Department of Pharmaceutical Sciences, Irma Lerma Rangel College of Pharmacy, Texas A&M University College Station, Kingsville 78363, Texas, United States.
Department of Life Sciences, College of Science and Engineering, Texas A&M University, Corpus Christi 78412, Texas, United States.
ACS Appl Mater Interfaces. 2020 Nov 25;12(47):52402-52414. doi: 10.1021/acsami.0c15983. Epub 2020 Nov 10.
Tumor-associated macrophages (TAMs), a major player in the tumor microenvironment, were recently recognized as a potential therapeutic target. To date, very few anticancer drugs or drug-delivery systems were designed to target the TAMs. Inspired by the "eat me" signal, phosphatidylserine (PS), mediated phagocytic clearance of apoptotic bodies, in this study, the matrix metalloproteinase 2 (MMP2)-sensitive PS-modified nanoparticles were developed. In the design, the PS is externalized to the nanoparticles' surface only when the nanoparticles reach the MMP2-overexpressing tumor site, allowing for the TAM-specific phagocytosis. The nanoparticles' excellent macrophage/TAM selectivity was observed in various biological models, including various cell lines, coculture cells, coculture cell spheroids, zebrafish, and tumor-bearing mice. The nanoparticles' TAM specificity remarkably enhanced the TAM depletion capability of the loaded model drug, dasatinib, resulting in the improved anticancer activity. The MMP2-sensitive apoptotic body-mimicking nanoparticles might be a promising delivery tool for TAM-centered cancer diagnoses and treatments.

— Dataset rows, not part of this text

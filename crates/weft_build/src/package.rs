//! The package stage: writing artifacts into the output directory.
//!
//! Artifacts are first written below a staging directory inside the output
//! directory. Only once every one of them (and the `weft-package.json` index)
//! has been written are they moved into place. Each file they replace is
//! moved aside into a backup directory first, so a failed move puts the
//! previous package back exactly as it was. The previous index is moved
//! aside before anything else and the new one is moved in last; while the
//! commit runs there is no index describing a mix of old and new files.
//!
//! Files listed in the previous index that the new package does not produce
//! are removed, so switching backends in one output directory leaves no
//! stale artifacts. Files never listed in an index are left alone.

use crate::backend::Artifact;
use crate::errors::BuildError;
use serde::{Deserialize, Serialize};
use std::collections::HashSet;
use std::fs;
use std::path::{Component, Path, PathBuf};
use weft_common::{ContentHash, InternalError};

/// Name of the package index written next to the artifacts.
pub const PACKAGE_INDEX: &str = "weft-package.json";

const STAGING_DIR: &str = ".weft-staging";
const BACKUP_DIR: &str = ".weft-backup";

/// One file written by packaging.
#[derive(Debug, Clone, PartialEq, Eq)]
pub struct PackagedFile {
    /// Path relative to the output directory.
    pub path: PathBuf,
    /// File size in bytes.
    pub size: u64,
    /// XXH3-128 hash of the contents.
    pub hash: ContentHash,
}

/// The result of packaging.
#[derive(Debug, Clone, PartialEq, Eq)]
pub struct PackageReport {
    /// The directory written into.
    pub output_dir: PathBuf,
    /// Every artifact, in lowering order. The index itself is not listed.
    pub files: Vec<PackagedFile>,
}

impl PackageReport {
    /// Returns the sum of all artifact sizes.
    pub fn total_size(&self) -> u64 {
        self.files.iter().map(|f| f.size).sum()
    }

    /// Finds the packaged file at `path`.
    pub fn file(&self, path: impl AsRef<Path>) -> Option<&PackagedFile> {
        self.files.iter().find(|f| f.path == path.as_ref())
    }
}

#[derive(Serialize, Deserialize)]
struct PackageIndex {
    system: String,
    files: Vec<IndexEntry>,
}

#[derive(Serialize, Deserialize)]
struct IndexEntry {
    path: String,
    size: u64,
    hash: String,
}

/// Writes `artifacts` and the package index into `output_dir`.
///
/// On error the output directory holds the previous package, if any,
/// unchanged.
pub fn write_package(
    system_name: &str,
    artifacts: &[Artifact],
    output_dir: &Path,
) -> Result<PackageReport, BuildError> {
    let staging = output_dir.join(STAGING_DIR);
    let result = stage(system_name, artifacts, &staging).and_then(|files| {
        commit(&files, output_dir, &staging)?;
        Ok(PackageReport {
            output_dir: output_dir.to_path_buf(),
            files,
        })
    });
    if staging.exists() {
        // Best effort.
        let _ = fs::remove_dir_all(&staging);
    }
    result
}

/// Writes every artifact and the index below `staging`.
fn stage(
    system_name: &str,
    artifacts: &[Artifact],
    staging: &Path,
) -> Result<Vec<PackagedFile>, BuildError> {
    if staging.exists() {
        fs::remove_dir_all(staging).map_err(|e| BuildError::io(staging, e))?;
    }

    let mut files = Vec::with_capacity(artifacts.len());
    for artifact in artifacts {
        check_relative(&artifact.path)?;
        write_file(&staging.join(&artifact.path), &artifact.contents)?;
        files.push(PackagedFile {
            path: artifact.path.clone(),
            size: artifact.contents.len() as u64,
            hash: ContentHash::from_bytes(&artifact.contents),
        });
    }

    let index = PackageIndex {
        system: system_name.to_string(),
        files: files
            .iter()
            .map(|f| IndexEntry {
                path: index_path(&f.path),
                size: f.size,
                hash: f.hash.to_hex(),
            })
            .collect(),
    };
    let index = serde_json::to_string_pretty(&index)
        .map_err(|e| InternalError::new(format!("cannot serialize package index: {e}")))?;
    write_file(&staging.join(PACKAGE_INDEX), index.as_bytes())?;
    Ok(files)
}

肿瘤相关巨噬细胞(TAMs)是肿瘤微环境中的主要参与者,最近被认为是一个潜在的治疗靶点。迄今为止,很少有抗癌药物或药物输送系统被设计用于靶向 TAMs。受“吃我”信号的启发,磷脂酰丝氨酸(PS)介导凋亡小体的吞噬清除,在本研究中,开发了基质金属蛋白酶 2(MMP2)敏感的 PS 修饰的纳米颗粒。在设计中,只有当纳米颗粒到达 MMP2 过表达的肿瘤部位时,PS 才会外排在纳米颗粒的表面,从而允许 TAM 特异性吞噬。在各种生物模型中观察到了纳米颗粒的优异的巨噬细胞/TAM 选择性,包括各种细胞系、共培养细胞、共培养细胞球、斑马鱼和荷瘤小鼠。纳米颗粒的 TAM 特异性显著增强了负载模型药物达沙替尼的 TAM 耗竭能力,从而提高了抗癌活性。MMP2 敏感的凋亡体模拟纳米颗粒可能是一种有前途的用于以 TAM 为中心的癌症诊断和治疗的递送工具。